Due to challenging economic times, including increased obstacles to secure financing, entrepreneurs are looking for innovative ways to pursue their dreams. I have previously written about crowd funding, sharing law, and cottage food laws as just some examples of these creative solutions.
Pop up restaurants, where aspiring (and sometimes accomplished) restaurateurs and chefs host intermittent events at discrete locations are another such invention of the developing economy. The events are exclusive by definition, thus adding to the mystique and build up to the limited events.
Rogue Cafe is one such pop up.The restaurant which serves as a weekend only cafe, serves waffles, eggs, and home made pork sausage, using produce from the local farmer’s market. Following an article in a local paper, the restaurant appeared on the radar of local authorities, resulting in a visit by Berkeley’s health department. Following discussions with the local authorities, the cafe has decided to become a private establishment.
As I have discussed in regards to Cottage Food Laws, technically, any food making establishment (in California at least), is required to meet certain minimum requirements, and receive regular visits and inspections from the health department. Businesses not in compliance with these laws can be subject to fines and other legal action.
Some interesting aspects of the issue are discussed in the comments to the Berkeleyside article posted above:
“Ah, zoning, the all-purpose straitjacket. Are they hurting anyone?”

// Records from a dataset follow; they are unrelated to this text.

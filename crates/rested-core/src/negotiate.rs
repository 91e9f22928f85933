//! `Accept` header parsing and content-type negotiation.

use std::cmp::Ordering;
use std::collections::BTreeMap;

use http::HeaderMap;
use http::header::ACCEPT;

use crate::headers::header_str;

/// One media range of an `Accept` header.
#[derive(Debug, Clone, PartialEq)]
pub struct AcceptClause {
    /// Top-level type, or `*`.
    pub media_type: String,
    /// Subtype, or `*`.
    pub subtype: String,
    /// Quality value in `[0, 1]`.
    pub quality: f32,
    /// Media-range parameters other than `q`.
    pub params: BTreeMap<String, String>,
}

impl AcceptClause {
    fn wildcard() -> Self {
        Self {
            media_type: "*".to_owned(),
            subtype: "*".to_owned(),
            quality: 1.0,
            params: BTreeMap::new(),
        }
    }

    /// Number of concrete (non-wildcard) positions: 0, 1 or 2.
    fn specificity(&self) -> u8 {
        u8::from(self.media_type != "*") + u8::from(self.subtype != "*")
    }

    fn matches(&self, media_type: &str, subtype: &str) -> bool {
        if self.media_type == "*" && self.subtype == "*" {
            return true;
        }
        self.media_type.eq_ignore_ascii_case(media_type)
            && (self.subtype == "*" || self.subtype.eq_ignore_ascii_case(subtype))
    }

    fn parse(part: &str) -> Option<Self> {
        let mut segments = part.split(';');
        let media_range = segments.next()?.trim();

        let (media_type, subtype) = match media_range.split_once('/') {
            Some((t, s)) => (t.trim(), s.trim()),
            None if media_range == "*" => ("*", "*"),
            None => return None,
        };
        if media_type.is_empty() || subtype.is_empty() || subtype.contains('/') {
            return None;
        }

        let mut clause = Self {
            media_type: media_type.to_ascii_lowercase(),
            subtype: subtype.to_ascii_lowercase(),
            quality: 1.0,
            params: BTreeMap::new(),
        };

        for param in segments {
            let Some((key, value)) = param.split_once('=') else {
                continue;
            };
            let key = key.trim();
            if key == "q" {
                clause.quality = value.trim().parse::<f32>().unwrap_or(0.0).clamp(0.0, 1.0);
            } else {
                clause
                    .params
                    .insert(key.to_owned(), value.trim().to_owned());
            }
        }

        Some(clause)
    }
}

/// A parsed `Accept` header: clauses sorted by preference.
///
/// Higher quality comes first. At equal quality a concrete type outranks a
/// type wildcard, which outranks `*/*`. Ties keep their header order.
#[derive(Debug, Clone, PartialEq)]
pub struct Accept {
    clauses: Vec<AcceptClause>,
}

impl Default for Accept {
    fn default() -> Self {
        Self {
            clauses: vec![AcceptClause::wildcard()],
        }
    }
}

impl Accept {
    /// Parse a raw `Accept` value. Unparsable segments are skipped. When no
    /// clause survives, the result is a single `*/*` clause.
    ///
    /// # Examples
    ///
    /// ```
    /// use rested_core::negotiate::Accept;
    ///
    /// let accept = Accept::parse("text/*;q=0.5, application/json");
    /// assert_eq!(accept.negotiate(&["text/plain", "application/json"]), Some("application/json"));
    /// ```
    #[must_use]
    pub fn parse(raw: &str) -> Self {
        let mut clauses: Vec<AcceptClause> = raw
            .split(',')
            .map(str::trim)
            .filter(|part| !part.is_empty())
            .filter_map(AcceptClause::parse)
            .collect();

        if clauses.is_empty() {
            return Self::default();
        }

        clauses.sort_by(|a, b| {
            b.quality
                .partial_cmp(&a.quality)
                .unwrap_or(Ordering::Equal)
                .then_with(|| b.specificity().cmp(&a.specificity()))
        });

        Self { clauses }
    }

    /// Parse the `Accept` header of a request, defaulting to `*/*`.
    #[must_use]
    pub fn from_headers(headers: &HeaderMap) -> Self {
        header_str(headers, &ACCEPT).map_or_else(Self::default, Self::parse)
    }

    /// The sorted clauses.
    #[must_use]
    pub fn clauses(&self) -> &[AcceptClause] {
        &self.clauses
    }

    /// Pick the best alternative.
    ///
    /// Clauses are walked in preference order; for each clause the first
    /// alternative it matches (exactly, through a subtype wildcard, or
    /// through `*/*`) wins. Clauses with quality 0 never match. `None` means
    /// nothing is acceptable and should become a 406.
    #[must_use]
    pub fn negotiate<'a>(&self, alternatives: &[&'a str]) -> Option<&'a str> {
        let split: Vec<(&str, &str)> = alternatives
            .iter()
            .map(|alt| alt.split_once('/').unwrap_or((*alt, "")))
            .collect();

        for clause in self.clauses.iter().filter(|c| c.quality > 0.0) {
            for (i, (media_type, subtype)) in split.iter().enumerate() {
                if clause.matches(media_type, subtype) {
                    return Some(alternatives[i]);
                }
            }
        }
        None
    }
}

“Typical Berkeley in so many ways. We want endless regulations and discussion by the citizenry to control what Safeway does in Oakland or to make foreign policy statements, but yet we think it’s fine to just ignore all the health and safety regulations put in place over decades to protect the public. Just wait until a fire starts in an unregulated club that doesn’t have enough exits or any fire extinguishers, or until a group gets really sick from eating at some pop-up that doesn’t follow appropriate food safety precautions….”
“Instead of running a quasi-legal restaurant in a residential back yard, why not just rent kitchen time at a restaurant that doesn’t serve breakfast and do a pop-up cafe there?”